For grid-interactive building operations, variable refrigerant flow (VRF) systems with variable speed drives are appealing sources. Often combined with a dedicated outdoor air system (DOAS) for ventilation, the VRF-DOAS presents higher complexity for control design. This article proposes a hierarchical Koopman model predictive control (MPC) strategy for the VRF-DOAS system to achieve demand response (DR) operation at the upper layer and frequency regulation (FR) at the lower layer. For the lower layer, an offset-free Koopman MPC is designed to achieve FR tracking with more robustness. To achieve a deeper FR operation, the high-bandwidth RegD FR is targeted with the VRF compressor power. For computationally efficient MPC design, data-driven Koopman models of different time scales are used, which facilitates convex MPC design. The upper layer MPC yields thermal regulation and power References, passed to the lower layer with an interpolation scheme with a more consistent prediction horizon, instead of a shrinking horizon, for MPC design.
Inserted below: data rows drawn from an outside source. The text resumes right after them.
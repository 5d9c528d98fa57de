use std::{env, time::Duration};

/// AppConfig
///
/// Holds the service's entire configuration state. Loaded once at startup and never
/// mutated afterwards; it is pulled into handlers and middleware via `FromRef`.
#[derive(Clone, Debug)]
pub struct AppConfig {
    // Postgres connection string. `None` in local mode selects the in-memory adapters.
    pub db_url: Option<String>,
    // Runtime environment marker. Controls secrets policy and the login bypass.
    pub env: Env,
    // HS256 secret used to validate identity-provider tokens presented at /login.
    pub jwt_secret: String,
    // Members of this identity-provider group are logged in with the Admin role.
    pub admin_group: String,
    // Sliding lifetime of a server-side session.
    pub session_ttl: Duration,
    // Upper bound on every individual store call (session, role, permission).
    pub store_timeout: Duration,
    // How many times startup reconciliation is attempted before giving up.
    pub reconcile_attempts: u32,
    pub bind_addr: String,
    // Marks the session cookie `Secure`. Always on in production.
    pub cookie_secure: bool,
}

/// Env
///
/// Runtime context: local development (in-memory fallback, header login bypass)
/// or hardened production (Postgres and secrets required).
#[derive(Clone, PartialEq, Debug)]
pub enum Env {
    Local,
    Production,
}

const LOCAL_JWT_SECRET: &str = "super-secure-test-secret-value-local";
const DEFAULT_ADMIN_GROUP: &str = "SomeADGroup";
const DEFAULT_SESSION_TTL_SECS: u64 = 20 * 60;
const DEFAULT_STORE_TIMEOUT_SECS: u64 = 30;
const DEFAULT_RECONCILE_ATTEMPTS: u32 = 3;
const DEFAULT_BIND_ADDR: &str = "0.0.0.0:8080";

impl Default for AppConfig {
    /// Safe, non-panicking configuration for test state scaffolding.
    fn default() -> Self {
        Self {
            db_url: None,
            env: Env::Local,
            jwt_secret: LOCAL_JWT_SECRET.to_string(),
            admin_group: DEFAULT_ADMIN_GROUP.to_string(),
            session_ttl: Duration::from_secs(DEFAULT_SESSION_TTL_SECS),
            store_timeout: Duration::from_secs(DEFAULT_STORE_TIMEOUT_SECS),
            reconcile_attempts: DEFAULT_RECONCILE_ATTEMPTS,
            bind_addr: DEFAULT_BIND_ADDR.to_string(),
            cookie_secure: false,
        }
    }
}

impl AppConfig {
    /// load
    ///
    /// Reads every parameter from the environment and implements the **fail-fast** principle.
    ///
    /// # Panics
    /// Panics if `DATABASE_URL` or `JWT_SECRET` is missing while `APP_ENV=production`.
    /// The service must never come up in production without a persistent matrix store
    /// or with a guessable token secret.
    pub fn load() -> Self {
        let env = match env::var("APP_ENV").as_deref() {
            Ok("production") => Env::Production,
            _ => Env::Local,
        };

        let (db_url, jwt_secret) = match env {
            Env::Production => (
                Some(env::var("DATABASE_URL").expect("FATAL: DATABASE_URL required in prod")),
                env::var("JWT_SECRET").expect("FATAL: JWT_SECRET must be set in production."),
            ),
            Env::Local => (
                env::var("DATABASE_URL").ok().filter(|url| !url.is_empty()),
                env::var("JWT_SECRET").unwrap_or_else(|_| LOCAL_JWT_SECRET.to_string()),
            ),
        };

        Self {
            db_url,
            jwt_secret,
            admin_group: env::var("ADMIN_GROUP").unwrap_or_else(|_| DEFAULT_ADMIN_GROUP.to_string()),
            session_ttl: Duration::from_secs(parse_var("SESSION_TTL_SECS", DEFAULT_SESSION_TTL_SECS)),
            store_timeout: Duration::from_secs(parse_var(
                "STORE_TIMEOUT_SECS",
                DEFAULT_STORE_TIMEOUT_SECS,
            )),
            reconcile_attempts: parse_var("RECONCILE_ATTEMPTS", DEFAULT_RECONCILE_ATTEMPTS).max(1),
            bind_addr: env::var("BIND_ADDR").unwrap_or_else(|_| DEFAULT_BIND_ADDR.to_string()),
            cookie_secure: env == Env::Production,
            env,
        }
    }
}

// Unparseable numeric overrides fall back to the default instead of aborting startup.
fn parse_var<T: std::str::FromStr>(key: &str, default: T) -> T {
    env::var(key)
        .ok()
        .and_then(|raw| raw.trim().parse().ok())
        .unwrap_or(default)
}
use std::sync::Arc;

use axum::{
    Router,
    extract::FromRef,
    http::{HeaderName, HeaderValue, header},
    routing::get,
};
use utoipa::OpenApi;
use utoipa_swagger_ui::SwaggerUi;

use tower::ServiceBuilder;
use tower_http::{
    request_id::{MakeRequestUuid, PropagateRequestIdLayer, SetRequestIdLayer},
    set_header::SetResponseHeaderLayer,
    trace::{DefaultOnResponse, TraceLayer},
};
use tracing::{Level, Span};

// --- Module Structure ---

// Core services: configuration, errors, persistence and sessions.
pub mod config;
pub mod error;
pub mod models;
pub mod repository;
pub mod session;

// Access control: the route registry, the reconciler and the enforcement stage.
pub mod enforce;
pub mod reconcile;
pub mod registry;

// Request pipeline, login boundary and HTTP surface.
pub mod auth;
pub mod handlers;
pub mod pipeline;
pub mod routes;

// --- Public Re-exports ---

pub use config::AppConfig;
pub use reconcile::Reconciler;
pub use registry::RouteRegistry;
pub use repository::{
    MemoryRepository, PermissionStore, PermissionStoreState, PostgresRepository, RoleDirectory,
    RoleDirectoryState, UserDirectory, UserDirectoryState,
};
pub use session::{MemorySessionStore, SessionStore, SessionStoreState};

/// ApiDoc
///
/// OpenAPI document for every handler and model, served at `/api-docs/openapi.json`.
#[derive(OpenApi)]
#[openapi(
    paths(
        handlers::root, handlers::login_page, handlers::login, handlers::logout,
        handlers::noauth, handlers::home, handlers::role_list, handlers::role_create,
        handlers::role_read, handlers::role_update, handlers::role_delete,
        handlers::route_list, handlers::route_update, handlers::user_list,
        handlers::user_read, handlers::user_update, handlers::user_delete,
        handlers::session_list, handlers::health
    ),
    components(
        schemas(
            models::Role, models::PermissionEntry, models::User, models::CreateRoleRequest,
            models::UpdateRoleRequest, models::PermissionUpdate, models::AssignRoleRequest,
            models::PermissionMatrix, models::Profile, models::DeniedRoute,
            models::SessionSummary,
        )
    ),
    tags(
        (name = "rolegate", description = "Route-level RBAC administration API")
    )
)]
struct ApiDoc;

/// AppState
///
/// Shared, cheaply cloneable container for every service a request may touch.
/// The registry is computed once from the route table and never changes.
#[derive(Clone)]
pub struct AppState {
    pub roles: RoleDirectoryState,
    pub permissions: PermissionStoreState,
    pub users: UserDirectoryState,
    pub sessions: SessionStoreState,
    pub registry: RouteRegistry,
    pub config: AppConfig,
}

impl AppState {
    /// Builds the state from one repository that serves all three directories.
    pub fn new<R>(repo: Arc<R>, sessions: SessionStoreState, config: AppConfig) -> Self
    where
        R: RoleDirectory + PermissionStore + UserDirectory + 'static,
    {
        Self {
            roles: repo.clone(),
            permissions: repo.clone(),
            users: repo,
            sessions,
            registry: routes::route_registry(),
            config,
        }
    }

    /// Local-mode state backed entirely by in-process adapters.
    pub fn in_memory(config: AppConfig) -> Self {
        let sessions = Arc::new(MemorySessionStore::new(config.session_ttl));
        Self::new(Arc::new(MemoryRepository::new()), sessions, config)
    }

    pub fn reconciler(&self) -> Reconciler {
        Reconciler::new(
            self.roles.clone(),
            self.permissions.clone(),
            self.registry.clone(),
            self.config.store_timeout,
        )
    }
}

// --- Axum FromRef Extractor Implementations ---

impl FromRef<AppState> for AppConfig {
    fn from_ref(app_state: &AppState) -> AppConfig {
        app_state.config.clone()
    }
}

impl FromRef<AppState> for SessionStoreState {
    fn from_ref(app_state: &AppState) -> SessionStoreState {
        app_state.sessions.clone()
    }
}

/// create_router
///
/// Assembles the declared routes behind the request pipeline, adds the endpoints that
/// sit outside it (Swagger UI, health), and wraps everything in the observability and
/// security-header layers.
pub fn create_router(mut state: AppState) -> Router {
    let x_request_id = HeaderName::from_static("x-request-id");

    // 1. Declared routes, guarded by every pipeline stage. The registry served to
    //    enforcement and reconciliation comes from the same table that is mounted.
    let (declared, registry) = routes::route_table().into_parts();
    state.registry = registry;
    let guarded = pipeline::install(declared, &state, &pipeline::PIPELINE);

    // 2. Unguarded endpoints.
    let base_router = Router::new()
        .merge(SwaggerUi::new("/swagger-ui").url("/api-docs/openapi.json", ApiDoc::openapi()))
        .route("/health", get(handlers::health))
        .merge(guarded)
        .with_state(state);

    // 3. Observability and response hardening (outermost).
    base_router.layer(
        ServiceBuilder::new()
            .layer(SetRequestIdLayer::new(x_request_id.clone(), MakeRequestUuid))
            .layer(
                TraceLayer::new_for_http()
                    .make_span_with(trace_span_logger)
                    .on_response(
                        DefaultOnResponse::new()
                            .level(Level::INFO)
                            .latency_unit(tower_http::LatencyUnit::Millis),
                    ),
            )
            .layer(PropagateRequestIdLayer::new(x_request_id))
            .layer(SetResponseHeaderLayer::if_not_present(
                header::X_CONTENT_TYPE_OPTIONS,
                HeaderValue::from_static("nosniff"),
            ))
            .layer(SetResponseHeaderLayer::if_not_present(
                header::X_FRAME_OPTIONS,
                HeaderValue::from_static("DENY"),
            ))
            .layer(SetResponseHeaderLayer::if_not_present(
                header::CACHE_CONTROL,
                HeaderValue::from_static("no-cache, no-store, must-revalidate"),
            )),
    )
}

/// trace_span_logger
///
/// Span factory for `TraceLayer`: method, uri and the request id, so every log line
/// for one request can be correlated.
fn trace_span_logger(request: &axum::http::Request<axum::body::Body>) -> Span {
    let request_id = request
        .headers()
        .get("x-request-id")
        .and_then(|value| value.to_str().ok())
        .unwrap_or("unknown");

    tracing::info_span!(
        "http_request",
        method = ?request.method(),
        uri = ?request.uri(),
        req_id = %request_id,
    )
}
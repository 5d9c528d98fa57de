use std::time::Duration;

use axum::{
    Json,
    http::StatusCode,
    response::{IntoResponse, Redirect, Response},
};
use serde_json::json;
use thiserror::Error;

use crate::registry::NOAUTH_ROUTE;

/// StoreError
///
/// Any failure talking to the persistence layer. Retryable at the operation level;
/// surfaced to HTTP callers as a generic 5xx and never converted into an allow.
#[derive(Debug, Error)]
pub enum StoreError {
    #[error("database error: {0}")]
    Database(#[from] sqlx::Error),

    #[error("{operation} timed out after {limit:?}")]
    Timeout {
        operation: &'static str,
        limit: Duration,
    },

    #[error("conflict: {0}")]
    Conflict(String),

    #[error("store unavailable: {0}")]
    Unavailable(String),
}

/// AccessError
///
/// Outcomes of the enforcement stage that stop the pipeline. `PermissionDenied` is
/// normal control flow and renders as a redirect; the rest are server faults.
#[derive(Debug, Error)]
pub enum AccessError {
    #[error(transparent)]
    Store(#[from] StoreError),

    #[error("account {username} has no role")]
    NoRoleAssigned { username: String },

    #[error("role has no permission for {route}")]
    PermissionDenied { route: String },

    #[error("request did not resolve to a route template")]
    UnresolvedRoute,
}

impl IntoResponse for AccessError {
    fn into_response(self) -> Response {
        match self {
            AccessError::PermissionDenied { .. } => Redirect::temporary(NOAUTH_ROUTE).into_response(),
            AccessError::NoRoleAssigned { .. } => {
                (StatusCode::INTERNAL_SERVER_ERROR, "account has no role").into_response()
            }
            AccessError::Store(_) | AccessError::UnresolvedRoute => {
                (StatusCode::INTERNAL_SERVER_ERROR, "internal server error").into_response()
            }
        }
    }
}

/// ReconcileError
///
/// A reconciliation pass aborted partway. The counts describe what had already been
/// applied; the next trigger (or startup) re-runs the full pass.
#[derive(Debug, Error)]
#[error("reconciliation aborted after {upserted} upserts and {deleted} deletes: {source}")]
pub struct ReconcileError {
    pub upserted: usize,
    pub deleted: usize,
    #[source]
    pub source: StoreError,
}

/// AppError
///
/// Error type returned by the JSON handlers. Each variant maps to one status code and
/// a `{ "error": ... }` body.
#[derive(Debug, Error)]
pub enum AppError {
    #[error("not found")]
    NotFound,

    #[error("{0}")]
    Invalid(String),

    #[error("{0}")]
    Forbidden(String),

    #[error("{0}")]
    Conflict(String),

    #[error("unauthorized")]
    Unauthorized,

    #[error(transparent)]
    Store(StoreError),

    #[error(transparent)]
    Reconcile(#[from] ReconcileError),
}

impl From<StoreError> for AppError {
    fn from(err: StoreError) -> Self {
        match err {
            StoreError::Conflict(message) => AppError::Conflict(message),
            other => AppError::Store(other),
        }
    }
}

impl IntoResponse for AppError {
    fn into_response(self) -> Response {
        let status = match &self {
            AppError::NotFound => StatusCode::NOT_FOUND,
            AppError::Invalid(_) => StatusCode::UNPROCESSABLE_ENTITY,
            AppError::Forbidden(_) => StatusCode::FORBIDDEN,
            AppError::Conflict(_) => StatusCode::CONFLICT,
            AppError::Unauthorized => StatusCode::UNAUTHORIZED,
            AppError::Store(_) | AppError::Reconcile(_) => StatusCode::INTERNAL_SERVER_ERROR,
        };

        // Persistence details stay in the logs.
        let message = if status.is_server_error() {
            tracing::error!(error = %self, "request failed");
            "internal server error".to_string()
        } else {
            self.to_string()
        };

        (status, Json(json!({ "error": message }))).into_response()
    }
}
use std::sync::Arc;

pub const ROOT_ROUTE: &str = "/";
pub const LOGIN_ROUTE: &str = "/login";
pub const LOGOUT_ROUTE: &str = "/logout";
pub const NOAUTH_ROUTE: &str = "/noauth";
pub const STATIC_PREFIX: &str = "/static/";

/// Templates that bypass permission checks and never appear in the permission matrix.
pub const PUBLIC_ROUTES: &[&str] = &[ROOT_ROUTE, LOGIN_ROUTE, LOGOUT_ROUTE, NOAUTH_ROUTE];

/// is_public
///
/// True for the fixed public set: root, login, logout, the unauthorized landing page,
/// and anything served from the static asset prefix.
pub fn is_public(template: &str) -> bool {
    PUBLIC_ROUTES.contains(&template) || template.starts_with(STATIC_PREFIX)
}

/// RouteRegistry
///
/// The immutable, sorted set of protected route templates declared by this build.
/// Computed once from the route table and handed explicitly to whoever needs it;
/// cloning shares the underlying slice.
#[derive(Clone, Debug, Default, PartialEq, Eq)]
pub struct RouteRegistry {
    routes: Arc<[String]>,
}

impl RouteRegistry {
    /// Builds a registry from declared templates, dropping public routes and
    /// duplicates and sorting lexicographically.
    pub fn from_templates<I, S>(templates: I) -> Self
    where
        I: IntoIterator<Item = S>,
        S: Into<String>,
    {
        let mut routes: Vec<String> = templates
            .into_iter()
            .map(Into::into)
            .filter(|template| !is_public(template))
            .collect();
        routes.sort();
        routes.dedup();

        Self {
            routes: routes.into(),
        }
    }

    pub fn list_routes(&self) -> &[String] {
        &self.routes
    }

    pub fn contains(&self, template: &str) -> bool {
        self.routes
            .binary_search_by(|route| route.as_str().cmp(template))
            .is_ok()
    }

    pub fn len(&self) -> usize {
        self.routes.len()
    }

    pub fn is_empty(&self) -> bool {
        self.routes.is_empty()
    }
}
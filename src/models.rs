use chrono::{DateTime, Utc};
use serde::{Deserialize, Serialize};
use sqlx::FromRow;
use ts_rs::TS;
use utoipa::ToSchema;

use crate::session::Session;

// --- Core Schemas (Mapped to Database) ---

/// Role
///
/// A named level of access from the `roles` table. Names are unique; ids are opaque
/// and never change once assigned.
#[derive(Debug, Clone, PartialEq, Serialize, Deserialize, TS, ToSchema, FromRow)]
#[ts(export)]
pub struct Role {
    pub id: String,
    pub name: String,
    pub description: String,
    pub created_by: String,
    #[ts(type = "string")]
    pub created_at: DateTime<Utc>,
    pub modified_by: String,
    #[ts(type = "string")]
    pub modified_at: DateTime<Utc>,
}

impl Role {
    /// Builds a role stamped with the current time, as the in-memory adapter and
    /// test fixtures create them.
    pub fn new(
        id: impl Into<String>,
        name: impl Into<String>,
        description: impl Into<String>,
        actor: &str,
    ) -> Self {
        let now = Utc::now();
        Self {
            id: id.into(),
            name: name.into(),
            description: description.into(),
            created_by: actor.to_string(),
            created_at: now,
            modified_by: actor.to_string(),
            modified_at: now,
        }
    }
}

/// PermissionEntry
///
/// One cell of the permission matrix from the `permissions` table.
/// `(role_id, route)` is the natural key; `id` only addresses the row in storage.
#[derive(Debug, Clone, PartialEq, Serialize, Deserialize, TS, ToSchema, FromRow)]
#[ts(export)]
pub struct PermissionEntry {
    pub id: String,
    pub role_id: String,
    // Route template, e.g. "/role/update/{id}".
    pub route: String,
    pub permission: bool,
    pub created_by: String,
    #[ts(type = "string")]
    pub created_at: DateTime<Utc>,
    pub modified_by: String,
    #[ts(type = "string")]
    pub modified_at: DateTime<Utc>,
}

/// User
///
/// A known account from the `users` table. `role_id` is `None` until one is assigned.
#[derive(Debug, Clone, PartialEq, Serialize, Deserialize, TS, ToSchema, FromRow)]
#[ts(export)]
pub struct User {
    pub id: String,
    pub username: String,
    pub role_id: Option<String>,
    pub created_by: String,
    #[ts(type = "string")]
    pub created_at: DateTime<Utc>,
    pub modified_by: String,
    #[ts(type = "string")]
    pub modified_at: DateTime<Utc>,
}

// --- Request Payloads ---

/// CreateRoleRequest
///
/// Input for POST /role/create.
#[derive(Debug, Clone, Serialize, Deserialize, TS, ToSchema, Default)]
#[ts(export)]
pub struct CreateRoleRequest {
    pub name: String,
    #[serde(default)]
    pub description: String,
}

/// UpdateRoleRequest
///
/// Partial update for POST /role/update/{id}; absent fields are left untouched.
#[derive(Debug, Clone, Serialize, Deserialize, TS, ToSchema, Default)]
#[ts(export)]
pub struct UpdateRoleRequest {
    #[serde(skip_serializing_if = "Option::is_none")]
    pub name: Option<String>,

    #[serde(skip_serializing_if = "Option::is_none")]
    pub description: Option<String>,
}

/// PermissionUpdate
///
/// One element of the bulk matrix edit submitted to POST /route/list.
#[derive(Debug, Clone, Serialize, Deserialize, TS, ToSchema)]
#[ts(export)]
pub struct PermissionUpdate {
    pub role_id: String,
    pub route: String,
    pub permission: bool,
}

/// AssignRoleRequest
///
/// Input for POST /user/update/{id}.
#[derive(Debug, Clone, Serialize, Deserialize, TS, ToSchema)]
#[ts(export)]
pub struct AssignRoleRequest {
    pub role_id: String,
}

// --- Responses ---

/// PermissionMatrix
///
/// Output of GET /route/list: every role, every declared route, and every entry.
#[derive(Debug, Clone, Serialize, Deserialize, TS, ToSchema, Default)]
#[ts(export)]
pub struct PermissionMatrix {
    pub roles: Vec<Role>,
    pub routes: Vec<String>,
    pub entries: Vec<PermissionEntry>,
}

/// Profile
///
/// Output of GET /home and POST /login: who the caller is and which role they hold.
#[derive(Debug, Clone, Serialize, Deserialize, TS, ToSchema, Default)]
#[ts(export)]
pub struct Profile {
    pub username: String,
    pub role_id: Option<String>,
    pub role_name: Option<String>,
}

/// DeniedRoute
///
/// Output of GET /noauth: the template that was last blocked for this session.
#[derive(Debug, Clone, Serialize, Deserialize, TS, ToSchema, Default)]
#[ts(export)]
pub struct DeniedRoute {
    pub route: Option<String>,
}

/// SessionSummary
///
/// One row of GET /session/list. The session id is the bearer credential and is
/// never listed.
#[derive(Debug, Clone, Serialize, Deserialize, TS, ToSchema)]
#[ts(export)]
pub struct SessionSummary {
    pub username: String,
    pub remote_addr: String,
    pub host: String,
    #[ts(type = "string")]
    pub created_at: DateTime<Utc>,
    #[ts(type = "string")]
    pub expires_at: DateTime<Utc>,
}

impl From<Session> for SessionSummary {
    fn from(session: Session) -> Self {
        Self {
            username: session.username,
            remote_addr: session.remote_addr,
            host: session.host,
            created_at: session.created_at,
            expires_at: session.expires_at,
        }
    }
}
//! Engine configuration: classifier thresholds, semantic matcher settings and
//! the default trend granularity. Loaded from a JSON file or the environment.

use crate::classifier::ThresholdConfig;
use crate::error::{InsightError, Result};
use crate::time_series::Granularity;
use serde::{Deserialize, Serialize};
use std::path::Path;
use std::str::FromStr;
use std::time::Duration;

#[derive(Debug, Clone, Serialize, Deserialize)]
#[serde(default)]
pub struct MatcherConfig {
    pub api_key: Option<String>,
    pub base_url: String,
    pub model: String,
    pub timeout_ms: u64,
}

impl Default for MatcherConfig {
    fn default() -> Self {
        Self {
            api_key: None,
            base_url: "https://api.openai.com/v1".to_string(),
            model: "gpt-4o-mini".to_string(),
            timeout_ms: 5000,
        }
    }
}

impl MatcherConfig {
    pub fn timeout(&self) -> Duration {
        Duration::from_millis(self.timeout_ms)
    }
}

#[derive(Debug, Clone, Default, Serialize, Deserialize)]
#[serde(default)]
pub struct EngineConfig {
    pub thresholds: ThresholdConfig,
    pub matcher: MatcherConfig,
    pub granularity: Granularity,
}

impl EngineConfig {
    /// Load from a JSON file. Missing keys keep their defaults.
    pub fn load(path: impl AsRef<Path>) -> Result<Self> {
        let content = std::fs::read_to_string(path)?;
        let config: EngineConfig = serde_json::from_str(&content)?;
        config.thresholds.validate()?;
        Ok(config)
    }

    /// Defaults overridden by `ADINSIGHT_*` variables (and `.env`, if present).
    pub fn from_env() -> Result<Self> {
        dotenv::dotenv().ok();
        let mut config = Self::default();
        config.apply_env(|key| std::env::var(key).ok())?;
        Ok(config)
    }

    /// Apply overrides from `lookup`. Split out so tests don't touch the process env.
    pub fn apply_env<F>(&mut self, lookup: F) -> Result<()>
    where
        F: Fn(&str) -> Option<String>,
    {
        let t = &mut self.thresholds;
        override_parsed(&lookup, "ADINSIGHT_HIGH_CTR", &mut t.high_ctr)?;
        override_parsed(&lookup, "ADINSIGHT_LOW_CTR", &mut t.low_ctr)?;
        override_parsed(&lookup, "ADINSIGHT_HIGH_CVR", &mut t.high_cvr)?;
        override_parsed(&lookup, "ADINSIGHT_LOW_CVR", &mut t.low_cvr)?;
        override_parsed(&lookup, "ADINSIGHT_HIGH_SPEND", &mut t.high_spend_threshold)?;
        override_parsed(&lookup, "ADINSIGHT_MIN_CONVERSIONS", &mut t.min_conversions)?;
        override_parsed(&lookup, "ADINSIGHT_GRANULARITY", &mut self.granularity)?;
        override_parsed(&lookup, "ADINSIGHT_MATCHER_TIMEOUT_MS", &mut self.matcher.timeout_ms)?;

        if let Some(model) = lookup("ADINSIGHT_MATCHER_MODEL") {
            self.matcher.model = model;
        }
        if let Some(key) = lookup("OPENAI_API_KEY").filter(|k| !k.trim().is_empty()) {
            self.matcher.api_key = Some(key);
        }

        self.thresholds.validate()
    }
}

fn override_parsed<T, F>(lookup: &F, key: &str, target: &mut T) -> Result<()>
where
    T: FromStr,
    F: Fn(&str) -> Option<String>,
{
    if let Some(raw) = lookup(key) {
        *target = raw
            .trim()
            .parse()
            .map_err(|_| InsightError::Config(format!("{} has invalid value '{}'", key, raw)))?;
    }
    Ok(())
}

#[cfg(test)]
mod tests {
    use super::*;
    use std::collections::HashMap;

    fn env(pairs: &[(&str, &str)]) -> HashMap<String, String> {
        pairs
            .iter()
            .map(|(k, v)| (k.to_string(), v.to_string()))
            .collect()
    }

    #[test]
    fn test_env_overrides_single_knob() {
        let vars = env(&[("ADINSIGHT_HIGH_CTR", "2.5"), ("ADINSIGHT_GRANULARITY", "monthly")]);
        let mut config = EngineConfig::default();
        config.apply_env(|k| vars.get(k).cloned()).unwrap();

        assert_eq!(config.thresholds.high_ctr, 2.5);
        assert_eq!(config.thresholds.low_ctr, 0.5);
        assert_eq!(config.granularity, Granularity::Monthly);
    }

    #[test]
    fn test_env_rejects_garbage() {
        let vars = env(&[("ADINSIGHT_MIN_CONVERSIONS", "five")]);
        let mut config = EngineConfig::default();
        let err = config.apply_env(|k| vars.get(k).cloned()).unwrap_err();
        assert!(matches!(err, InsightError::Config(_)));
    }

    #[test]
    fn test_partial_json_keeps_defaults() {
        let config: EngineConfig =
            serde_json::from_str(r#"{"thresholds": {"highSpendThreshold": 250}, "granularity": "weekly"}"#)
                .unwrap();
        assert_eq!(config.thresholds.high_spend_threshold, 250.0);
        assert_eq!(config.thresholds.high_cvr, 3.0);
        assert_eq!(config.granularity, Granularity::Weekly);
        assert_eq!(config.matcher.timeout_ms, 5000);
    }
}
The proposed control is evaluated with FMI-based co-simulation, where a Modelica-based dynamic simulation model of VRF-DOAS is orchestrated with the MPC design in Python. Simulation results show that the proposed control method can achieve both quality FR performance scores and DR performance, besides satisfactory thermal regulation. The proposed method reduces the net energy cost by 8.2% for a 24-h simulation.

• Publication year

  2026

• Venue

  IEEE Transactions on Control Systems Technology

• Publication date

  2026-03-01

• Fields of study

  Not labeled

• Identifiers
  DOI 10.1109/TCST.2025.3624361
• External record

  Open on Semantic Scholar

• Source metadata

  Semantic Scholar

• No claims are published for this paper.

• No concepts are published for this paper.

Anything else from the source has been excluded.